Reuse Spark session across multiple Spark jobs - apache-spark

I have around 10 Spark jobs where each would do some transformation and load data into Database. The Spark session has to be opened individually for each job and closed and every time initialization consumes time.
Is it possible to create the Spark session only once and re-use the same across multiple jobs ?

Technically if you use a single Spark Session you will end-up having a single Spark application, because you will have to package and run multiple ETL (Extract, Transform, & Load) within a single JAR file.
If you are running those jobs in production cluster, most likely you are using spark-submit to execute your application jar, which will have to go through initializing phase every-time you submits a job through Spark Master -> Workers in client mode.
In general, having a long running spark session is mostly suitable for prototyping, troubleshooting and debugging purposes, for example a single spark session can be leveraged in spark-shell, or any other interactive development environment, like Zeppelin; but, not with spark-submit as far as I know.
All in all, a couple of design/business questions is worth to consider here; does merging multiple ETL jobs together will generate a code that is easy to sustain, manage and debug?

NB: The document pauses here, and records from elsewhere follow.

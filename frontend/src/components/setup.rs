use leptos::prelude::*;

use poke_chat::SetupStep;

use crate::state::AppState;

/// Name form, then the Gmail authorization screen when the backend asks for one.
#[component]
pub fn ConnectionSetupView() -> impl IntoView {
    let state = expect_context::<AppState>();

    move || match state.setup_step.get() {
        SetupStep::AwaitingAuthorization(attempt) => {
            view! { <AuthorizationPrompt redirect_url=attempt.redirect_url /> }.into_any()
        }
        SetupStep::Established { .. } => ().into_any(),
        SetupStep::CollectingInfo | SetupStep::Connecting => view! { <NameForm /> }.into_any(),
    }
}

#[component]
fn ErrorBanner() -> impl IntoView {
    let state = expect_context::<AppState>();
    move || {
        state
            .setup_error
            .get()
            .map(|err| view! { <div class="error-banner">{err}</div> })
    }
}

#[component]
fn NameForm() -> impl IntoView {
    let state = expect_context::<AppState>();
    let (name, set_name) = signal(String::new());

    let on_submit = move |ev: leptos::ev::SubmitEvent| {
        ev.prevent_default();
        let value = name.get();
        if value.trim().is_empty() || state.setup_busy.get_untracked() {
            return;
        }
        state.submit_name(value);
    };

    view! {
        <div class="setup-screen">
            <div class="setup-card">
                <h1>"Welcome to Poke AI"</h1>
                <p class="subtitle">
                    "Connect your Gmail to get started with AI-powered email analysis"
                </p>
                <form on:submit=on_submit>
                    <label for="name">"Full Name"</label>
                    <input
                        id="name"
                        type="text"
                        placeholder="Enter your full name"
                        required
                        prop:value=name
                        on:input=move |ev| set_name.set(event_target_value(&ev))
                    />
                    <ErrorBanner />
                    <button
                        type="submit"
                        class="primary-btn"
                        disabled=move || state.setup_busy.get() || name.get().trim().is_empty()
                    >
                        {move || if state.setup_busy.get() { "Connecting…" } else { "Connect Gmail" }}
                    </button>
                </form>
            </div>
        </div>
    }
}

#[component]
fn AuthorizationPrompt(redirect_url: Option<String>) -> impl IntoView {
    let state = expect_context::<AppState>();

    view! {
        <div class="setup-screen">
            <div class="setup-card">
                <h2>"Authorize Gmail Access"</h2>
                <p class="subtitle">
                    "Click the button below to authorize Poke AI to access your Gmail account."
                </p>
                {redirect_url.map(|url| view! {
                    <a class="primary-btn" href=url target="_blank" rel="noopener noreferrer">
                        "Authorize Gmail Access"
                    </a>
                })}
                <button
                    class="secondary-btn"
                    disabled=move || state.setup_busy.get()
                    on:click=move |_| state.confirm_authorization()
                >
                    "I've completed authorization"
                </button>
                <ErrorBanner />
            </div>
        </div>
    }
}
//! Connection setup: create a backend user for a display name, then link their
//! mail account, possibly through an external authorization page.

use std::cell::RefCell;
use std::rc::Rc;

use tracing::{error, info, warn};

use crate::errors::AppError;
use crate::gateway::Gateway;
use crate::models::{ConnectionAttempt, ConnectionInitiation};

#[derive(Debug, Clone, PartialEq, Eq)]
pub enum SetupStep {
    CollectingInfo,
    Connecting,
    AwaitingAuthorization(ConnectionAttempt),
    Established { user_id: String },
}

/// What a successful step produced.
#[derive(Debug, Clone, PartialEq, Eq)]
pub enum SetupProgress {
    /// The user must visit `redirect_url` and then confirm.
    AuthorizationRequired { redirect_url: String },
    Established { user_id: String },
}

pub struct ConnectionSetup {
    gateway: Rc<dyn Gateway>,
    step: RefCell<SetupStep>,
    error: RefCell<Option<String>>,
}

impl ConnectionSetup {
    pub fn new(gateway: Rc<dyn Gateway>) -> Self {
        Self {
            gateway,
            step: RefCell::new(SetupStep::CollectingInfo),
            error: RefCell::new(None),
        }
    }

    pub fn step(&self) -> SetupStep {
        self.step.borrow().clone()
    }

    /// Last user-visible failure, cleared when the next operation starts.
    pub fn error(&self) -> Option<String> {
        self.error.borrow().clone()
    }

    pub fn authorization_url(&self) -> Option<String> {
        match &*self.step.borrow() {
            SetupStep::AwaitingAuthorization(attempt) => attempt.redirect_url.clone(),
            _ => None,
        }
    }

    pub fn reset(&self) {
        *self.step.borrow_mut() = SetupStep::CollectingInfo;
        *self.error.borrow_mut() = None;
    }

    /// Creates a user for `display_name` and starts linking their account.
    pub async fn submit_name(&self, display_name: &str) -> Result<SetupProgress, AppError> {
        let display_name = display_name.trim();
        if display_name.is_empty() {
            return Err(self.fail(AppError::empty_field("name"), SetupStep::CollectingInfo));
        }
        if matches!(*self.step.borrow(), SetupStep::Connecting) {
            return Err(AppError::Unexpected("connection setup already in progress".to_string()));
        }

        *self.error.borrow_mut() = None;
        *self.step.borrow_mut() = SetupStep::Connecting;

        let user_id = format!("user_{}", uuid::Uuid::new_v4().simple());
        let initiation = match self.create_and_connect(&user_id, display_name).await {
            Ok(initiation) => initiation,
            Err(e) => {
                error!("Connection setup for {user_id} failed: {e}");
                return Err(self.fail(e, SetupStep::CollectingInfo));
            }
        };

        match initiation.redirect_url {
            Some(redirect_url) => {
                info!("User {user_id} must authorize at {redirect_url}");
                *self.step.borrow_mut() = SetupStep::AwaitingAuthorization(ConnectionAttempt {
                    user_id,
                    redirect_url: Some(redirect_url.clone()),
                    connection_id: initiation.connection_id,
                });
                Ok(SetupProgress::AuthorizationRequired { redirect_url })
            }
            None => {
                info!("User {user_id} connected without authorization redirect");
                Ok(self.establish(user_id))
            }
        }
    }

    /// Asks the gateway whether the external authorization went through.
    pub async fn confirm_authorization(&self) -> Result<SetupProgress, AppError> {
        let attempt = match &*self.step.borrow() {
            SetupStep::AwaitingAuthorization(attempt) => attempt.clone(),
            _ => return Err(AppError::MissingConnection),
        };
        *self.error.borrow_mut() = None;
        let awaiting = SetupStep::AwaitingAuthorization(attempt.clone());

        let Some(connection_id) = attempt.connection_id.as_deref() else {
            return Err(self.fail(AppError::MissingConnection, awaiting));
        };

        match self.gateway.check_connection_status(connection_id).await {
            Ok(status) if status.is_active() => Ok(self.establish(attempt.user_id)),
            Ok(status) => {
                warn!("Connection {connection_id} not active yet: {}", status.status);
                Err(self.fail(AppError::NotAuthorized { status: status.status }, awaiting))
            }
            Err(e) => {
                error!("Failed to check connection {connection_id}: {e}");
                Err(self.fail(e, awaiting))
            }
        }
    }

    async fn create_and_connect(
        &self,
        user_id: &str,
        display_name: &str,
    ) -> Result<ConnectionInitiation, AppError> {
        self.gateway.create_user(user_id, display_name).await?;
        self.gateway.initiate_connection(user_id).await
    }

    fn establish(&self, user_id: String) -> SetupProgress {
        *self.step.borrow_mut() = SetupStep::Established { user_id: user_id.clone() };
        SetupProgress::Established { user_id }
    }

    fn fail(&self, err: AppError, fallback: SetupStep) -> AppError {
        *self.error.borrow_mut() = Some(err.to_string());
        *self.step.borrow_mut() = fallback;
        err
    }
}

Does it provide the required performance gain? Risk/Cost analysis ? etc.
Hope this would help

You can submit your job once, in other words do spark-submit once. Inside the code which is submitted you can have 10 calls each doing some transformation and load data into Database.
val spark : SparkSession = SparkSession.builder
.appName("Multiple-jobs")
.master("<cluster name>")
.getOrCreate()
method1()
method2()
def method1():Unit = {
//it will give the same spark session created outside the method.
val spark = SparkSession.builder.getOrCreate()
//work
}
However if the job is time consuming say it takes 10 minutes then in comparision you wouldn't be spending a lot of time in creating separate spark sessions. I wouldn't worry about 1 spark session per job. However I will be worried if a separate Spark session is created per method or per unit test case, that is where I will save spark sessions.

Related

Spark context is created every time a batch job is executed in yarn

I am wondering, is there any way where i create the spark-context once in the YARN cluster, then the incoming jobs will re-use that context. The context creation takes 20s or sometimes more in my cluster. I am using pyspark for scripting and livy to submit jobs.
No, you can't just have a standing SparkContext running in Yarn. Maybe another idea is to run in client mode, where the client has it's own SparkContext (this is the method used by tools like Apache Zeppelin and the spark-shell).
An option would be to use Apache Livy. Livy is an additional server in your Yarn cluster that provides an interface for clients that want to run Spark jobs on the cluster. One of Livy's features is that you can
Have long running Spark Contexts that can be used for multiple Spark jobs, by multiple clients
If the client is written in Scala or Java it is possible to use a programmatic API:
LivyClient client = new LivyClientBuilder()....build();
Object result = client.submit(new SparkJob(sparkParameters)).get();
All other clients can use a REST API.

Run both batch and real time jobs on Spark with jobserver

I have a spark job that runs every day as part of a pipeline and perform simple batch processing - let's say, adding a column to DF with other column's value squared. (old DF: x, new DF: x,x^2).
I also have a front app that consumes these 2 columns.
I want to allow my users to edit x and get the answer from the same code base.
Since the batch job is already written in spark, i looked for a way to achieve that against my spark cluster and run into spark jobserver which thought might help here.
My questions:
Can spark jobserver support both batch and single processing?
Can i use the same jobserver-compatible JAR to run a spark job on AWS EMR?
Open to hear about other tools that can help in such use case.
Thanks!
Not sure I understood your scenario fully, but with Spark Jobserver you can configure your batch jobs and pass different parameters to it.
Yes, once you have Jobserver-compatible JAR, you should be able to use it with Jobserver running with Spark in Standalone mode, with YARN or with EMR. But please take into account that you will need to make a setup for Jobserver on EMR. Open source documentation seems to be a bit outdated currently.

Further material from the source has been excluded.